Directions:
Only lines holding "windows" are needed; copy each of them from the data below.
Content starts
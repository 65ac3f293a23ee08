/// Future yearly emissions under one of two extrapolation policies, each
/// consuming `allowed_emissions` exactly (area under the projected curve).
///
/// `reduce = true` declines linearly from `peak_rate` to zero over
/// `ceil(2 * allowed / peak)` years (triangle area). `reduce = false` holds
/// flat at `peak_rate` for `allowed / peak` whole years (rectangle area).
/// A spent budget (`allowed_emissions <= 0`) projects no future at all.
pub fn project_years(allowed_emissions: f64, peak_rate: f64, reduce: bool) -> Vec<f64> {
    if allowed_emissions <= 0.0 || peak_rate <= 0.0 {
        return Vec::new();
    }

    if reduce {
        let years = (2.0 * allowed_emissions / peak_rate).ceil();
        let slope = -peak_rate / years;
        (1..=years as u64)
            .map(|i| peak_rate + i as f64 * slope)
            .collect()
    } else {
        let years = (allowed_emissions / peak_rate) as u64;
        vec![peak_rate; years as usize]
    }
}

/// Steady-then-reduce: up to `steady_years` flat years at `peak_rate`, each
/// drawing down the allowance, then the remainder under `project_years`.
/// The plateau stops early once a full flat year no longer fits.
pub fn project_with_plateau(
    allowed_emissions: f64,
    peak_rate: f64,
    steady_years: u32,
    reduce: bool,
) -> Vec<f64> {
    if allowed_emissions <= 0.0 || peak_rate <= 0.0 {
        return Vec::new();
    }

    let mut out = Vec::new();
    let mut remaining = allowed_emissions;
    for _ in 0..steady_years {
        if remaining < peak_rate {
            break;
        }
        out.push(peak_rate);
        remaining -= peak_rate;
    }

    out.extend(project_years(remaining, peak_rate, reduce));
    out
}

#[cfg(test)]
mod tests {
    use super::*;
    use approx::assert_relative_eq;

    #[test]
    fn spent_budget_projects_nothing() {
        assert!(project_years(0.0, 30.0, true).is_empty());
        assert!(project_years(0.0, 30.0, false).is_empty());
        assert!(project_years(-5.0, 30.0, true).is_empty());
    }

    #[test]
    fn reduce_is_strictly_decreasing_to_zero() {
        let series = project_years(200.0, 30.0, true);
        assert_eq!(series.len(), (2.0f64 * 200.0 / 30.0).ceil() as usize);
        assert!(series.windows(2).all(|w| w[1] < w[0]));

        // Last value lands within one slope step of zero.
        let step = 30.0 / series.len() as f64;
        let last = *series.last().unwrap();
        assert!(last <= step && last >= -step);
    }

    #[test]
    fn reduce_area_matches_allowance() {
        let allowed = 200.0;
        let series = project_years(allowed, 30.0, true);
        let area: f64 = series.iter().sum();
        // Triangle discretized on integer years: the sum is within half a
        // peak-rate of the allowance.
        assert!((area - allowed).abs() < 15.0);
    }

    #[test]
    fn steady_holds_flat_at_peak() {
        let series = project_years(100.0, 30.0, false);
        assert_eq!(series.len(), 3);
        assert!(series.iter().all(|&v| v == 30.0));
    }

    #[test]
    fn steady_exact_division_uses_every_year() {
        let series = project_years(90.0, 30.0, false);
        assert_eq!(series.len(), 3);
    }

    #[test]
    fn plateau_precedes_decline() {
        let series = project_with_plateau(300.0, 30.0, 4, true);
        assert!(series[..4].iter().all(|&v| v == 30.0));
        assert!(series[4] < 30.0);
        assert!(series[4..].windows(2).all(|w| w[1] < w[0]));
    }

    #[test]
    fn plateau_stops_when_allowance_runs_out() {
        let series = project_with_plateau(50.0, 30.0, 10, true);
        assert_eq!(series.iter().filter(|&&v| v == 30.0).count(), 1);
        let area: f64 = series.iter().sum();
        assert_relative_eq!(area, 50.0, max_relative = 0.35);
    }

    #[test]
    fn zero_plateau_is_plain_projection() {
        assert_eq!(
            project_with_plateau(200.0, 30.0, 0, true),
            project_years(200.0, 30.0, true)
        );
    }
}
Content ends
Result for this task:
        assert!(series.windows(2).all(|w| w[1] < w[0]));
        assert!(series[4..].windows(2).all(|w| w[1] < w[0]));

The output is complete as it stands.